Nesting Ecology of Black-Chinned Hummingbirds in an Urban Environment

There are more than 300 species of hummingbirds that reside in the Western Hemisphere. Their habitats are incredibly diverse, ranging from rainforests and deserts to swamps and snowlines of high elevation mountain ranges such as the Andes.  The Trans-Pecos region of west Texas is a hummingbird hotspot. Through a statewide project conducted by Texas Parks and Wildlife with the help of citizen scientists, biologists have been able to identify 19 species of hummingbirds across the state, 8 of which breed in the Trans-Pecos. Though these hummingbirds are known in the region, very little about their ecology has been studied.

We examined the nesting ecology of black-chinned hummingbirds at the courtyard of Sul Ross State University in Alpine, Texas. Observations included identifying and monitoring site selection characteristics, nesting architecture, and nesting chronology. We also estimated nesting success and determined mortality factors in nesting black-chinned hummingbirds.

Seven of the 20 nests found were placed in deodar trees and the average nest height was 3.5 meters.  It appeared that the hummingbirds placed nests based on windbreaks of buildings, surrounding canopies, and thick overhanging leaves and limbs for protection.
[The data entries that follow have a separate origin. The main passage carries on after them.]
/// The body of a command APDU.
///
/// A response data length (Le) of 0 means the maximum: 256 bytes for the short and 65536 bytes for
/// the extended encoding.
#[derive(Clone, Debug, Eq, Hash, Ord, PartialEq, PartialOrd, Zeroize)]
pub enum Data {
    NoData,
    RequestDataShort {
        request_data: Vec<u8>,
    },
    RequestDataExtended {
        request_data: Vec<u8>,
    },
    ResponseDataShort {
        response_data_length: u8,
    },
    ResponseDataExtended {
        response_data_length: u16,
    },
    BothDataShort {
        request_data: Vec<u8>,
        response_data_length: u8,
    },
    BothDataExtended {
        request_data: Vec<u8>,
        response_data_length: u16,
    },
}
impl Data {
    /// Assembles a body from optional request data and an optional expected response length,
    /// choosing the short encoding whenever possible.
    ///
    /// Returns `None` if the request data or the response length is too long even for the extended
    /// encoding.
    pub fn from_parts(request_data: Option<Vec<u8>>, response_data_length: Option<usize>) -> Option<Self> {
        let request_data = request_data.filter(|rd| !rd.is_empty());
        let request_length = request_data.as_ref().map(|rd| rd.len()).unwrap_or(0);
        if request_length > 65535 || response_data_length.map(|le| le > 65536).unwrap_or(false) {
            return None;
        }
        let extended = request_length > 255 || response_data_length.map(|le| le > 256).unwrap_or(false);

        let le_short = |le: usize| if le == 256 { 0x00 } else { le as u8 };
        let le_extended = |le: usize| if le == 65536 { 0x0000 } else { le as u16 };

        Some(match (request_data, response_data_length, extended) {
            (None, None, _) => Self::NoData,
            (Some(request_data), None, false) => Self::RequestDataShort { request_data },
            (Some(request_data), None, true) => Self::RequestDataExtended { request_data },
            (None, Some(le), false) => Self::ResponseDataShort { response_data_length: le_short(le) },
            (None, Some(le), true) => Self::ResponseDataExtended { response_data_length: le_extended(le) },
            (Some(request_data), Some(le), false) => Self::BothDataShort { request_data, response_data_length: le_short(le) },
            (Some(request_data), Some(le), true) => Self::BothDataExtended { request_data, response_data_length: le_extended(le) },
        })
    }

    /// The number of response bytes expected (Le), if any.
    pub fn response_data_length(&self) -> Option<usize> {
        fn short(le: u8) -> usize { if le == 0 { 256 } else { le.into() } }
        fn extended(le: u16) -> usize { if le == 0 { 65536 } else { le.into() } }

        match self {
            Self::NoData => None,
            Self::RequestDataShort { .. } => None,
            Self::RequestDataExtended { .. } => None,
            Self::ResponseDataShort { response_data_length } => Some(short(*response_data_length)),
            Self::ResponseDataExtended { response_data_length } => Some(extended(*response_data_length)),
            Self::BothDataShort { response_data_length, .. } => Some(short(*response_data_length)),
            Self::BothDataExtended { response_data_length, .. } => Some(extended(*response_data_length)),
        }
    }

    pub fn request_data(&self) -> Option<&[u8]> {
        match self {
            Self::NoData => None,
            Self::RequestDataShort { request_data } => Some(request_data.as_slice()),
            Self::RequestDataExtended { request_data } => Some(request_data.as_slice()),
            Self::ResponseDataShort { .. } => None,
            Self::ResponseDataExtended { .. } => None,
            Self::BothDataShort { request_data, .. } => Some(request_data.as_slice()),
            Self::BothDataExtended { request_data, .. } => Some(request_data.as_slice()),
        }
    }

    pub fn is_extended(&self) -> bool {
        matches!(
            self,
            Self::RequestDataExtended { .. } | Self::ResponseDataExtended { .. } | Self::BothDataExtended { .. }
        )
    }

    pub fn write_bytes<W: Write>(&self, writer: &mut W) -> Result<(), WriteError> {
        fn ensure_not_empty(request_data: &[u8]) -> Result<(), WriteError> {
            if request_data.is_empty() {
                Err(WriteError::EmptyData)
            } else {
                Ok(())
            }
        }
        fn ensure_max_length(request_data: &[u8], max_length: usize) -> Result<(), WriteError> {
            if request_data.len() > max_length {
                Err(WriteError::DataTooLong { maximum: max_length, obtained: request_data.len() })
            } else {
                Ok(())
            }
        }

        match self {
            // "case" refers to the cases in ISO/IEC 7816-3:2006 § 12.1.3
            Data::NoData => {
                // case 1
                Ok(())
            },
            Data::RequestDataShort { request_data } => {
                // case 3S
                ensure_not_empty(request_data)?;
                ensure_max_length(request_data, 255)?;

                // [Lc] [Data]
                writer.write_all(&[request_data.len() as u8])?;
                writer.write_all(request_data)?;
                Ok(())
            },
            Data::RequestDataExtended { request_data } => {
                // case 3E
                ensure_not_empty(request_data)?;
                ensure_max_length(request_data, 65535)?;

                let length_bytes = (request_data.len() as u16).to_be_bytes();

                // [0x00] [LcMSB] [LcLSB] [Data]
                writer.write_all(&[0x00, length_bytes[0], length_bytes[1]])?;
                writer.write_all(request_data)?;
                Ok(())
            },
            Data::ResponseDataShort { response_data_length } => {
                // case 2S
                // [Le]
                writer.write_all(&[*response_data_length])?;
                Ok(())
            },
            Data::ResponseDataExtended { response_data_length } => {
                // case 2E
                // [0x00] [LeMSB] [LeLSB]
                let length_bytes = response_data_length.to_be_bytes();
                writer.write_all(&[0x00, length_bytes[0], length_bytes[1]])?;
                Ok(())
            },
            Data::BothDataShort { request_data, response_data_length } => {
                // case 4S
                ensure_not_empty(request_data)?;
                ensure_max_length(request_data, 255)?;

                // [Lc] [Data] [Le]
                writer.write_all(&[request_data.len() as u8])?;
                writer.write_all(request_data)?;
                writer.write_all(&[*response_data_length])?;
                Ok(())
            },
            Data::BothDataExtended { request_data, response_data_length } => {
                // case 4E
                ensure_not_empty(request_data)?;
                ensure_max_length(request_data, 65535)?;

                let request_length_bytes = (request_data.len() as u16).to_be_bytes();
                let response_length_bytes = response_data_length.to_be_bytes();

                // [0x00] [LcMSB] [LcLSB] [Data] [LeMSB] [LeLSB]
                writer.write_all(&[0x00, request_length_bytes[0], request_length_bytes[1]])?;
                writer.write_all(request_data)?;
                writer.write_all(&response_length_bytes)?;
                Ok(())
            },
        }
    }

    /// Decodes the body of a command APDU (everything after the header).
    pub fn try_from_bytes(body: &[u8]) -> Result<Self, ParseError> {
        match body.len() {
            0 => return Ok(Self::NoData),
            1 => return Ok(Self::ResponseDataShort { response_data_length: body[0] }),
            _ => {},
        }

        if body[0] != 0x00 {
            // short: Lc Data [Le]
            let lc = usize::from(body[0]);
            let rest = &body[1..];
            return if rest.len() == lc {
                Ok(Self::RequestDataShort { request_data: rest.to_vec() })
            } else if rest.len() == lc + 1 {
                Ok(Self::BothDataShort { request_data: rest[..lc].to_vec(), response_data_length: rest[lc] })
            } else {
                Err(ParseError::InvalidLength)
            };
        }

        // extended (a leading zero byte)
        if body.len() == 3 {
            return Ok(Self::ResponseDataExtended { response_data_length: u16::from_be_bytes([body[1], body[2]]) });
        }
        if body.len() < 3 {
            return Err(ParseError::TooShort);
        }
        let lc = usize::from(u16::from_be_bytes([body[1], body[2]]));
        if lc == 0 {
            return Err(ParseError::InvalidLength);
        }
        let rest = &body[3..];
        if rest.len() == lc {
            Ok(Self::RequestDataExtended { request_data: rest.to_vec() })
        } else if rest.len() == lc + 2 {
            Ok(Self::BothDataExtended {
                request_data: rest[..lc].to_vec(),
                response_data_length: u16::from_be_bytes([rest[lc], rest[lc+1]]),
            })
        } else if rest.len() > lc + 2 {
            Err(ParseError::TrailingBytes)
        } else {
            Err(ParseError::InvalidLength)
        }
    }
}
The majority of nests seemed to be mostly shaded throughout the day and had dappled sunlight throughout parts of the day.  Only two nests were placed in the outer canopy of trees that hung directly over sidewalks and were highly exposed to weather conditions, human traffic, and possible predation.  Both of these nests were unsuccessful due to what appeared to be predation. The mortality rate for individual eggs laid was 44%. Breaking down the 44% by cause, the factors leading to mortalities were weather (6%), non-viable eggs (9%), predation (23%), and unknown (6%). Of 17 active nests that were monitored, 11 nests were successful.
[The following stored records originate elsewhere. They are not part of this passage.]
//! Key Derivation Function for PACE and Secure Messaging.
//!
//! The KDF is equivalent to:
//! ```plain
//! keydata = hash(key_seed || counter)
//! ```
//! where `counter` is a 32-bit big-endian integer. If more key material is requested than a single
//! digest provides, further blocks are appended:
//! ```plain
//! keydata = hash(key_seed || counter) || hash(key_seed || counter || 1) || hash(key_seed || counter || 2) || ...
//! ```
//! and the result is truncated to the requested length.


use std::fmt;

use digest::Digest;
use zeroize::Zeroizing;


/// Counter value for deriving the encryption key.
pub const COUNTER_ENCRYPTION: u32 = 1;

/// Counter value for deriving the MAC key.
pub const COUNTER_MAC: u32 = 2;

/// Counter value for deriving the key from the password.
pub const COUNTER_PASSWORD: u32 = 3;

/// The maximum number of digest blocks that may be concatenated.
const MAX_BLOCKS: usize = 255;


#[derive(Clone, Copy, Debug, Eq, Hash, Ord, PartialEq, PartialOrd)]
pub enum Error {
    ZeroLength,
    TooLong { requested: usize, maximum: usize },
}
impl fmt::Display for Error {
    fn fmt(&self, f: &mut fmt::Formatter<'_>) -> fmt::Result {
        match self {
            Self::ZeroLength
                => write!(f, "zero bytes of key material requested"),
            Self::TooLong { requested, maximum }
                => write!(f, "{} bytes of key material requested, at most {} can be derived", requested, maximum),
        }
    }
}
impl std::error::Error for Error {
}


/// Derives `output_length` bytes of key material from the key seed and the counter.
pub fn derive<D: Digest>(key_seed: &[u8], counter: u32, output_length: usize) -> Result<Zeroizing<Vec<u8>>, Error> {
    let digest_size = <D as Digest>::output_size();
    let maximum = digest_size * MAX_BLOCKS;
    if output_length == 0 {
        return Err(Error::ZeroLength);
    }
    if output_length > maximum {
        return Err(Error::TooLong { requested: output_length, maximum });
    }

    let mut output = Zeroizing::new(Vec::with_capacity(output_length + digest_size));
    let mut block_index: u8 = 0;
    while output.len() < output_length {
        let mut hasher = D::new();
        hasher.update(key_seed);
        hasher.update(counter.to_be_bytes());
        if block_index > 0 {
            hasher.update([block_index]);
        }
        let block = Zeroizing::new(hasher.finalize().to_vec());
        output.extend_from_slice(&block);

        // MAX_BLOCKS limits this to u8
        block_index = block_index.wrapping_add(1);
    }
    output.truncate(output_length);
    Ok(output)
}

/// Derives the encryption key `K_enc`.
pub fn derive_encryption_key<D: Digest>(key_seed: &[u8], output_length: usize) -> Result<Zeroizing<Vec<u8>>, Error> {
    derive::<D>(key_seed, COUNTER_ENCRYPTION, output_length)
}

/// Derives the MAC key `K_mac`.
pub fn derive_mac_key<D: Digest>(key_seed: &[u8], output_length: usize) -> Result<Zeroizing<Vec<u8>>, Error> {
    derive::<D>(key_seed, COUNTER_MAC, output_length)
}

/// Derives the password key `K_π`.
pub fn derive_key_from_password<D: Digest>(key_seed: &[u8], output_length: usize) -> Result<Zeroizing<Vec<u8>>, Error> {
    derive::<D>(key_seed, COUNTER_PASSWORD, output_length)
}


#[cfg(test)]
mod tests {
    use super::{derive, derive_encryption_key, derive_key_from_password, derive_mac_key, Error};
    use hex_literal::hex;
    use sha1::{Digest, Sha1};
    use sha2::Sha256;

    #[test]
    fn test_password_key_appendix_g1() {
        // key seed is SHA-1 of the MRZ information
        let key_seed = Sha1::digest(b"T22000129364081251010318");
        let k_pi = derive_key_from_password::<Sha1>(&key_seed, 16).unwrap();
        assert_eq!(k_pi.as_slice(), &hex!("89DED1B26624EC1E634C1989302849DD"));
    }

    #[test]
    fn test_session_keys_appendix_g1() {
        let shared_secret = hex!("
            28768D20 701247DA E81804C9 E780EDE5
            82A9996D B4A31502 0B273319 7DB84925
        ");
        let k_enc = derive_encryption_key::<Sha1>(&shared_secret, 16).unwrap();
        let k_mac = derive_mac_key::<Sha1>(&shared_secret, 16).unwrap();
        assert_eq!(k_enc.as_slice(), &hex!("F5F0E35C0D7161EE6724EE513A0D9A7F"));
        assert_eq!(k_mac.as_slice(), &hex!("FE251C7858B356B24514B3BD5F4297D1"));
    }

    #[test]
    fn test_counters_separate_domains() {
        let seed = b"0123456789";
        let one = derive::<Sha256>(seed, 1, 32).unwrap();
        let two = derive::<Sha256>(seed, 2, 32).unwrap();
        assert_ne!(one, two);
        assert_eq!(one, derive::<Sha256>(seed, 1, 32).unwrap());
    }

    #[test]
    fn test_longer_than_digest() {
        let seed = b"seed";
        let short = derive::<Sha1>(seed, 1, 20).unwrap();
        let long = derive::<Sha1>(seed, 1, 50).unwrap();
        assert_eq!(long.len(), 50);

        // the first block is the plain digest
        assert_eq!(&long[..20], short.as_slice());

        let mut hasher = Sha1::new();
        hasher.update(seed);
        hasher.update(1u32.to_be_bytes());
        hasher.update([1u8]);
        assert_eq!(&long[20..40], hasher.finalize().as_slice());
    }

    #[test]
    fn test_invalid_lengths() {
        assert_eq!(derive::<Sha1>(b"seed", 1, 0), Err(Error::ZeroLength));
        assert_eq!(
            derive::<Sha1>(b"seed", 1, 20*255 + 1),
            Err(Error::TooLong { requested: 20*255 + 1, maximum: 20*255 }),
        );
        assert_eq!(derive::<Sha1>(b"seed", 1, 20*255).unwrap().len(), 20*255);
    }
}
It appears that the courtyard area of Sul Ross State University is an attractive nesting site for black-chinned hummingbirds. We speculate that the nests at Sul Ross were successful due to a controlled environment. In a campus setting, there may be fewer predators and more food sources from native landscape plants around campus, as well as a continuous supply of water in the mall fountain that may create more favorable conditions than remote locations.


Hummingbirds nesting on the Sul Ross State University campus showed a preference for locating their nests in deodar trees.



Location (gray circle) of black-chinned hummingbird nests found during nesting season. Nests are numbered based on the order in which they were found. The darkened nests represent mortalities of the eggs or the nestlings.